What you will do: Beginning with the first line of the data below, set down each line exactly through the line that contains "radius in kilometers.".
-- Opening Marker --
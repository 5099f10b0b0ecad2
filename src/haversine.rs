//! Offline leg estimates from straight-line distance.
//!
//! Each leg is priced as great-circle kilometres at a fixed speed, which needs
//! no network and undercounts street detours.

use crate::error::CollaboratorError;
use crate::geo::Coordinate;
use crate::traits::{RouteLeg, RouteProvider};

/// Assumed city driving speed.
const DEFAULT_SPEED_KMH: f64 = 40.0;

/// Earth radius in kilometers.
const EARTH_RADIUS_KM: f64 = 6371.0;

/// Great-circle distance between two coordinates, in kilometres.
pub fn haversine_km(from: Coordinate, to: Coordinate) -> f64 {
    let lat1_rad = from.lat.to_radians();
    let lat2_rad = to.lat.to_radians();
    let delta_lat = (to.lat - from.lat).to_radians();
    let delta_lng = (to.lon - from.lon).to_radians();

    let a = (delta_lat / 2.0).sin().powi(2)
        + lat1_rad.cos() * lat2_rad.cos() * (delta_lng / 2.0).sin().powi(2);
    let c = 2.0 * a.sqrt().asin();

    EARTH_RADIUS_KM * c
}

/// Haversine-based route provider.
///
/// Estimates each leg from straight-line distance and an assumed speed.
#[derive(Debug, Clone)]
pub struct HaversineRouter {
    /// Assumed average travel speed in km/h.
    pub speed_kmh: f64,
}

impl Default for HaversineRouter {
    fn default() -> Self {
        Self {
            speed_kmh: DEFAULT_SPEED_KMH,
        }
    }
}

impl HaversineRouter {
    pub fn new(speed_kmh: f64) -> Self {
        Self { speed_kmh }
    }

    /// Whole seconds needed to cover `km` at the configured speed.
    fn km_to_seconds(&self, km: f64) -> f64 {
        let hours = km / self.speed_kmh;
        (hours * 3600.0).round()
    }
}

impl RouteProvider for HaversineRouter {
    fn compute_route(
        &self,
        origin: Coordinate,
        destination: Coordinate,
    ) -> Result<RouteLeg, CollaboratorError> {
        if self.speed_kmh.is_nan() || self.speed_kmh <= 0.0 {
            return Err(CollaboratorError::Unavailable(format!(
                "invalid speed {} km/h",
                self.speed_kmh
            )));
        }

        let km = haversine_km(origin, destination);
        Ok(RouteLeg {
            distance_meters: (km * 1000.0).round(),
            duration_seconds: self.km_to_seconds(km),
        })
    }
}

#[cfg(test)]
mod tests {
    use super::*;

    #[test]
    fn test_zero_length_leg() {
        let router = HaversineRouter::default();
        let met = Coordinate::new(40.7794, -73.9632);
        let leg = router.compute_route(met, met).expect("leg");
        assert_eq!(leg.distance_meters, 0.0);
        assert_eq!(leg.duration_seconds, 0.0);
    }

    #[test]
    fn test_manhattan_to_boston() {
        // Great-circle distance is a little over 300 km.
        let km = haversine_km(Coordinate::new(40.71, -74.01), Coordinate::new(42.36, -71.06));
        assert!((295.0..315.0).contains(&km), "unexpected distance {}", km);
    }

    #[test]
    fn test_leg_cost_ignores_direction() {
        let router = HaversineRouter::default();
        let uptown = Coordinate::new(40.78, -73.95);
        let midtown = Coordinate::new(40.7484, -73.9857);

        let south = router.compute_route(uptown, midtown).expect("southbound");
        let north = router.compute_route(midtown, uptown).expect("northbound");
        assert_eq!(south, north);
    }

    #[test]
    fn test_duration_follows_speed() {
        let walking_pace = HaversineRouter::new(5.0);
        assert_eq!(walking_pace.km_to_seconds(1.0), 720.0);
        assert_eq!(HaversineRouter::default().km_to_seconds(2.0), 180.0);
    }

    #[test]
    fn test_non_positive_speed_is_unavailable() {
        let point = Coordinate::new(40.78, -73.95);
        for speed in [0.0, -10.0, f64::NAN] {
            let err = HaversineRouter::new(speed).compute_route(point, point);
            assert!(matches!(err, Err(CollaboratorError::Unavailable(_))));
        }
    }
}
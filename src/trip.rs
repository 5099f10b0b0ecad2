//! End-to-end trip planning: resolve the start, find nearby places and hand
//! them to the [`Planner`].

use tracing::{info, warn};

use crate::error::TripError;
use crate::geo::{is_within_tolerance, Coordinate};
use crate::google::GoogleClient;
use crate::model::Itinerary;
use crate::places::{expand_keywords, normalize_places};
use crate::planner::{PlanOptions, Planner, TripBudget};
use crate::traits::{ClusterNarrator, Geocoder, ImageFinder, LocationProvider, PlaceSearch, RouteProvider};

/// Default search radius in metres.
pub const DEFAULT_RADIUS_M: f64 = 30_000.0;

/// Default cap on places fetched per trip.
pub const DEFAULT_MAX_RESULTS: usize = 20;

/// One trip request.
#[derive(Debug, Clone)]
pub struct TripQuery {
    /// Address to start from, used unless `use_current_location` is set.
    pub address: Option<String>,
    pub use_current_location: bool,
    /// Place categories (e.g. "attraction", "food") or raw place types.
    pub keywords: Vec<String>,
    pub radius_m: f64,
    /// Keep only places with a wheelchair-accessible feature.
    pub accessible_only: bool,
    pub max_results: usize,
    pub budget: TripBudget,
}

impl Default for TripQuery {
    fn default() -> Self {
        Self {
            address: None,
            use_current_location: false,
            keywords: Vec::new(),
            radius_m: DEFAULT_RADIUS_M,
            accessible_only: false,
            max_results: DEFAULT_MAX_RESULTS,
            budget: TripBudget::default(),
        }
    }
}

/// Combines location services with a [`Planner`].
#[derive(Debug, Clone)]
pub struct TripPlanner<C, R, I, N> {
    locator: C,
    planner: Planner<R, I, N>,
}

impl<N: ClusterNarrator> TripPlanner<GoogleClient, GoogleClient, GoogleClient, N> {
    /// Use one Google client for every lookup, with `narrator` for naming.
    pub fn google(client: GoogleClient, narrator: N, options: PlanOptions) -> Self {
        let planner = Planner::new(client.clone(), client.clone(), narrator, options);
        Self::new(client, planner)
    }
}

impl<C, R, I, N> TripPlanner<C, R, I, N>
where
    C: Geocoder + LocationProvider + PlaceSearch,
    R: RouteProvider,
    I: ImageFinder,
    N: ClusterNarrator,
{
    pub fn new(locator: C, planner: Planner<R, I, N>) -> Self {
        Self { locator, planner }
    }

    pub fn locator(&self) -> &C {
        &self.locator
    }

    pub fn planner(&self) -> &Planner<R, I, N> {
        &self.planner
    }

    /// Current location when requested, otherwise the geocoded address.
    pub fn resolve_start(&self, query: &TripQuery) -> Result<Coordinate, TripError> {
        let resolved = if query.use_current_location {
            self.locator.current_location()
        } else if let Some(address) = query.address.as_deref() {
            self.locator.geocode(address)
        } else {
            return Err(TripError::NoStartRequested);
        };

        resolved.map_err(TripError::StartUnresolved)
    }

    /// Resolve the start, search nearby places and plan route groups.
    ///
    /// A failed place search plans over zero candidates rather than failing.
    pub fn plan_trip(&self, query: &TripQuery) -> Result<Vec<Itinerary>, TripError> {
        let start = self.resolve_start(query)?;

        let place_types = expand_keywords(query.keywords.as_slice());
        let raw = self
            .locator
            .search_nearby(&place_types, start, query.radius_m, query.max_results)
            .unwrap_or_else(|err| {
                warn!(error = %err, "place search failed");
                Vec::new()
            });
        let candidates = normalize_places(&raw, query.accessible_only);

        info!(
            %start,
            place_types = place_types.len(),
            candidates = candidates.len(),
            "planning trip"
        );

        Ok(self.planner.optimize_routes(Some(start), &candidates, &query.budget)?)
    }

    /// True when the current location is within `tolerance_deg` of `target`
    /// on both axes. Any lookup failure counts as "not there".
    pub fn is_user_at_location(&self, target: Coordinate, tolerance_deg: f64) -> bool {
        match self.locator.current_location() {
            Ok(current) => is_within_tolerance(current, target, tolerance_deg),
            Err(err) => {
                warn!(error = %err, "current location unavailable");
                false
            }
        }
    }
}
-- Closing Marker --
Task answer:
repository 5099f10b0b0ecad2
filename src/haversine.rs
//! Offline leg estimates from straight-line distance.
//!
//! Each leg is priced as great-circle kilometres at a fixed speed, which needs
//! no network and undercounts street detours.

use crate::error::CollaboratorError;
use crate::geo::Coordinate;
use crate::traits::{RouteLeg, RouteProvider};

/// Assumed city driving speed.
const DEFAULT_SPEED_KMH: f64 = 40.0;

/// Earth radius in kilometers.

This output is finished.